● EXERCISE BRIEF
Go through the records and filter out every line lacking the word "MoveFlag"; copy the lines that remain.

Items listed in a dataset
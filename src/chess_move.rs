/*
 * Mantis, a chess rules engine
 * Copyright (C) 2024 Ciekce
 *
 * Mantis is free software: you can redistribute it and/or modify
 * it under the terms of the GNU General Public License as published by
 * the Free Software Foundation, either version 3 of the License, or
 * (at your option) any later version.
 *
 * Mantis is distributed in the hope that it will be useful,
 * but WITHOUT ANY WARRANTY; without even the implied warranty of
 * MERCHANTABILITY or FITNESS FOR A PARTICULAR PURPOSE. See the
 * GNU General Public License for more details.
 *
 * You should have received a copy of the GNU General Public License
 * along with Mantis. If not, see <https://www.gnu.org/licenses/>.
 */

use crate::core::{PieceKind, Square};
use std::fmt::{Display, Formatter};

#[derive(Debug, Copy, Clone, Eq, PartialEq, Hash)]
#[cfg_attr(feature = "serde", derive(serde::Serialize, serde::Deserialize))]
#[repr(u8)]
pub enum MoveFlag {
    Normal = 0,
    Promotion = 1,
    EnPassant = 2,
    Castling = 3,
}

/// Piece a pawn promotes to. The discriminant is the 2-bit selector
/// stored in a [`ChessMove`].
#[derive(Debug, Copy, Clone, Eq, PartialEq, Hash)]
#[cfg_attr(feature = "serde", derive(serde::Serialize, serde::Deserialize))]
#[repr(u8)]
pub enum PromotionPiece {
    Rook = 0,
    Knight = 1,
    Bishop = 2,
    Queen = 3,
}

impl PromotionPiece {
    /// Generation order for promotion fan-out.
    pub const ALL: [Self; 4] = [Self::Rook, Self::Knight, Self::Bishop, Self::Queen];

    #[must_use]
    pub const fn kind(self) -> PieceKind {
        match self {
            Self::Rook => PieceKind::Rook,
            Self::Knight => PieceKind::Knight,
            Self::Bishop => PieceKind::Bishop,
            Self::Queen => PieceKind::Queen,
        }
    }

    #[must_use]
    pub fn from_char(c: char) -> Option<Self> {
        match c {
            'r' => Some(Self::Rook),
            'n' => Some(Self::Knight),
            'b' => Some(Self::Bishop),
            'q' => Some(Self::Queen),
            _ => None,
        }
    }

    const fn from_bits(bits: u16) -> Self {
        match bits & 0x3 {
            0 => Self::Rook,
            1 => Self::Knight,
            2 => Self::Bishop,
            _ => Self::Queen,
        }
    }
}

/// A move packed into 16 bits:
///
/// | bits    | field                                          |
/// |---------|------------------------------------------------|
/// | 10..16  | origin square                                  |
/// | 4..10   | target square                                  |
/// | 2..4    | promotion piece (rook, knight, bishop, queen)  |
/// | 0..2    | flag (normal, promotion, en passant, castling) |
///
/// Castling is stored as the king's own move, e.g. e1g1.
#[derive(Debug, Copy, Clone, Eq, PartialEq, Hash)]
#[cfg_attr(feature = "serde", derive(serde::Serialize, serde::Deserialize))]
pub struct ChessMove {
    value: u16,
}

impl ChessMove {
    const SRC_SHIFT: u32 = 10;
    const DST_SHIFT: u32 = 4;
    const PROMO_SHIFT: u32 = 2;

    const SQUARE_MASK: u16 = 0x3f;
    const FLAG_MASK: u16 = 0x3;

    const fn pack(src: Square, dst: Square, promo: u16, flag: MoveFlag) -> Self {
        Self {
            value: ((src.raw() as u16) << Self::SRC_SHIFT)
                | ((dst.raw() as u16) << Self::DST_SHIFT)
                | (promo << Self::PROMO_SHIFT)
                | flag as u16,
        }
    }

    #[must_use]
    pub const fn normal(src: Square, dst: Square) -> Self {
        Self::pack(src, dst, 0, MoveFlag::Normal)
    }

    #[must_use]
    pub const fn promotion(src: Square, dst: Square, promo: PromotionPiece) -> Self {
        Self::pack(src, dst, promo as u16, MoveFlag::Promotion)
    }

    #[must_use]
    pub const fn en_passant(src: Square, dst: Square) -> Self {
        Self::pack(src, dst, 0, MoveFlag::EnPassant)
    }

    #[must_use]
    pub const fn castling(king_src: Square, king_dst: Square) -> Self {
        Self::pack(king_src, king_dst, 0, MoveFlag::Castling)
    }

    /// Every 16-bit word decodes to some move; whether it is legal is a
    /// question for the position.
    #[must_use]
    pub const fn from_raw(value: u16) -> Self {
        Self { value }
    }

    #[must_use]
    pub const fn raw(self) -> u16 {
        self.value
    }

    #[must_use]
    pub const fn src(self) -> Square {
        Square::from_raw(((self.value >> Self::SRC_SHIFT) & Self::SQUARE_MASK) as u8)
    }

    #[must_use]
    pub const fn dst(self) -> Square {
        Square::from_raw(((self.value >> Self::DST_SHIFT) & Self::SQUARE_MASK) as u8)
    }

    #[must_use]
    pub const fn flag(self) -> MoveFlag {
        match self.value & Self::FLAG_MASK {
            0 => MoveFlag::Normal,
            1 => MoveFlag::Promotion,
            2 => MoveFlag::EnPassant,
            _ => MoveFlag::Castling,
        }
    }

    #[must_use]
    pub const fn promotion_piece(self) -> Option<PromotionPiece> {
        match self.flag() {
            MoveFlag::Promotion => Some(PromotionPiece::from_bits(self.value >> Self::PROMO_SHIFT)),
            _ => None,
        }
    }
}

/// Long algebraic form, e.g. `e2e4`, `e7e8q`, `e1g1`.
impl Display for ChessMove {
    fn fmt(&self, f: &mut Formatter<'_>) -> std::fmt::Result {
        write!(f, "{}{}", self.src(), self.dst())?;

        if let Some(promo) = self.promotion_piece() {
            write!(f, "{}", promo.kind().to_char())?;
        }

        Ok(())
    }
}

● EXERCISE ANSWER
pub enum MoveFlag {
    const fn pack(src: Square, dst: Square, promo: u16, flag: MoveFlag) -> Self {
        Self::pack(src, dst, 0, MoveFlag::Normal)
        Self::pack(src, dst, promo as u16, MoveFlag::Promotion)
        Self::pack(src, dst, 0, MoveFlag::EnPassant)
        Self::pack(king_src, king_dst, 0, MoveFlag::Castling)
    pub const fn flag(self) -> MoveFlag {
            0 => MoveFlag::Normal,
            1 => MoveFlag::Promotion,
            2 => MoveFlag::EnPassant,
            _ => MoveFlag::Castling,
            MoveFlag::Promotion => Some(PromotionPiece::from_bits(self.value >> Self::PROMO_SHIFT)),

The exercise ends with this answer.